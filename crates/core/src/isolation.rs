//! Tenant isolation guard.
//!
//! [`TenantView`] pins one tenant identity to a catalog so that no lookup can be
//! issued without it, and re-checks the tenant of everything the catalog hands
//! back. Anything owned by another tenant is dropped and reported as absent.

use tracing::warn;

use crate::catalog::RuleCatalog;
use crate::domain::datasource::{Datasource, DatasourceConfig, DatasourceId};
use crate::domain::intent::{Intent, IntentId};
use crate::domain::rule::ValidationRule;
use crate::domain::tenant::{Tenant, TenantId};
use crate::errors::{CatalogError, ResolveError};

pub trait TenantScoped {
    fn tenant_id(&self) -> &TenantId;
}

impl TenantScoped for Intent {
    fn tenant_id(&self) -> &TenantId {
        &self.tenant_id
    }
}

impl TenantScoped for Datasource {
    fn tenant_id(&self) -> &TenantId {
        &self.tenant_id
    }
}

impl TenantScoped for DatasourceConfig {
    fn tenant_id(&self) -> &TenantId {
        &self.tenant_id
    }
}

impl TenantScoped for ValidationRule {
    fn tenant_id(&self) -> &TenantId {
        &self.tenant_id
    }
}

pub fn admit<T: TenantScoped>(tenant_id: &TenantId, entity: Option<T>) -> Option<T> {
    match entity {
        Some(entity) if entity.tenant_id() == tenant_id => Some(entity),
        Some(entity) => {
            warn!(
                event_name = "engine.isolation.cross_tenant_entity_dropped",
                tenant_id = %tenant_id,
                owner_tenant_id = %entity.tenant_id(),
                "catalog returned an entity owned by another tenant"
            );
            None
        }
        None => None,
    }
}

pub fn admit_all<T: TenantScoped>(tenant_id: &TenantId, entities: Vec<T>) -> Vec<T> {
    entities.into_iter().filter_map(|entity| admit(tenant_id, Some(entity))).collect()
}

/// Catalog access bound to a single tenant for the lifetime of one call.
pub struct TenantView<'a, C: ?Sized> {
    tenant_id: TenantId,
    catalog: &'a C,
}

impl<'a, C> TenantView<'a, C>
where
    C: RuleCatalog + ?Sized,
{
    pub fn new(tenant_id: TenantId, catalog: &'a C) -> Self {
        Self { tenant_id, catalog }
    }

    pub fn tenant_id(&self) -> &TenantId {
        &self.tenant_id
    }

    pub async fn active_tenant(&self) -> Result<Tenant, ResolveError> {
        match self.catalog.get_tenant(&self.tenant_id).await? {
            Some(tenant) if tenant.id == self.tenant_id && tenant.active => Ok(tenant),
            _ => Err(ResolveError::NotFound { entity: "tenant", key: self.tenant_id.to_string() }),
        }
    }

    pub async fn active_rules(
        &self,
        intent_id: IntentId,
    ) -> Result<Vec<ValidationRule>, CatalogError> {
        let rules = self.catalog.get_active_rules_by_intent(&self.tenant_id, intent_id).await?;
        Ok(admit_all(&self.tenant_id, rules)
            .into_iter()
            .filter(|rule| rule.active && rule.intent_id == intent_id)
            .collect())
    }

    pub async fn datasource(
        &self,
        datasource_id: DatasourceId,
    ) -> Result<Datasource, ResolveError> {
        let found = self.catalog.get_datasource(&self.tenant_id, datasource_id).await?;
        admit(&self.tenant_id, found).filter(|datasource| datasource.active).ok_or_else(|| {
            ResolveError::NotFound { entity: "datasource", key: datasource_id.to_string() }
        })
    }

    pub async fn datasource_config(&self, name: &str) -> Result<DatasourceConfig, ResolveError> {
        let found = self.catalog.get_datasource_config(&self.tenant_id, name).await?;
        admit(&self.tenant_id, found).filter(|config| config.active).ok_or_else(|| {
            ResolveError::NotFound { entity: "datasource_config", key: name.to_string() }
        })
    }
}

PROBLEM TO WORK ON :: Without changing a single character, repeat each record.

FINAL ANSWER ::
filename crates/core/src/isolation.rs
//! Tenant isolation guard.
//!
//! [`TenantView`] pins one tenant identity to a catalog so that no lookup can be
//! issued without it, and re-checks the tenant of everything the catalog hands
//! back. Anything owned by another tenant is dropped and reported as absent.

use tracing::warn;

use crate::catalog::RuleCatalog;
use crate::domain::datasource::{Datasource, DatasourceConfig, DatasourceId};
use crate::domain::intent::{Intent, IntentId};
use crate::domain::rule::ValidationRule;
use crate::domain::tenant::{Tenant, TenantId};
use crate::errors::{CatalogError, ResolveError};

pub trait TenantScoped {
    fn tenant_id(&self) -> &TenantId;
}

impl TenantScoped for Intent {
    fn tenant_id(&self) -> &TenantId {
        &self.tenant_id
    }
}

impl TenantScoped for Datasource {
    fn tenant_id(&self) -> &TenantId {
        &self.tenant_id
    }
}

impl TenantScoped for DatasourceConfig {
    fn tenant_id(&self) -> &TenantId {
        &self.tenant_id
    }
}

impl TenantScoped for ValidationRule {
    fn tenant_id(&self) -> &TenantId {
        &self.tenant_id
    }
}

pub fn admit<T: TenantScoped>(tenant_id: &TenantId, entity: Option<T>) -> Option<T> {
    match entity {
        Some(entity) if entity.tenant_id() == tenant_id => Some(entity),
        Some(entity) => {
            warn!(
                event_name = "engine.isolation.cross_tenant_entity_dropped",
                tenant_id = %tenant_id,
                owner_tenant_id = %entity.tenant_id(),
                "catalog returned an entity owned by another tenant"
            );
            None
        }
        None => None,
    }
}

pub fn admit_all<T: TenantScoped>(tenant_id: &TenantId, entities: Vec<T>) -> Vec<T> {
    entities.into_iter().filter_map(|entity| admit(tenant_id, Some(entity))).collect()
}

/// Catalog access bound to a single tenant for the lifetime of one call.
pub struct TenantView<'a, C: ?Sized> {
    tenant_id: TenantId,
    catalog: &'a C,
}

impl<'a, C> TenantView<'a, C>
where
    C: RuleCatalog + ?Sized,
{
    pub fn new(tenant_id: TenantId, catalog: &'a C) -> Self {
        Self { tenant_id, catalog }
    }

    pub fn tenant_id(&self) -> &TenantId {
        &self.tenant_id
    }

    pub async fn active_tenant(&self) -> Result<Tenant, ResolveError> {
        match self.catalog.get_tenant(&self.tenant_id).await? {
            Some(tenant) if tenant.id == self.tenant_id && tenant.active => Ok(tenant),
            _ => Err(ResolveError::NotFound { entity: "tenant", key: self.tenant_id.to_string() }),
        }
    }

    pub async fn active_rules(
        &self,
        intent_id: IntentId,
    ) -> Result<Vec<ValidationRule>, CatalogError> {
        let rules = self.catalog.get_active_rules_by_intent(&self.tenant_id, intent_id).await?;
        Ok(admit_all(&self.tenant_id, rules)
            .into_iter()
            .filter(|rule| rule.active && rule.intent_id == intent_id)
            .collect())
    }

    pub async fn datasource(
        &self,
        datasource_id: DatasourceId,
    ) -> Result<Datasource, ResolveError> {
        let found = self.catalog.get_datasource(&self.tenant_id, datasource_id).await?;
        admit(&self.tenant_id, found).filter(|datasource| datasource.active).ok_or_else(|| {
            ResolveError::NotFound { entity: "datasource", key: datasource_id.to_string() }
        })
    }

    pub async fn datasource_config(&self, name: &str) -> Result<DatasourceConfig, ResolveError> {
        let found = self.catalog.get_datasource_config(&self.tenant_id, name).await?;
        admit(&self.tenant_id, found).filter(|config| config.active).ok_or_else(|| {
            ResolveError::NotFound { entity: "datasource_config", key: name.to_string() }
        })
    }
}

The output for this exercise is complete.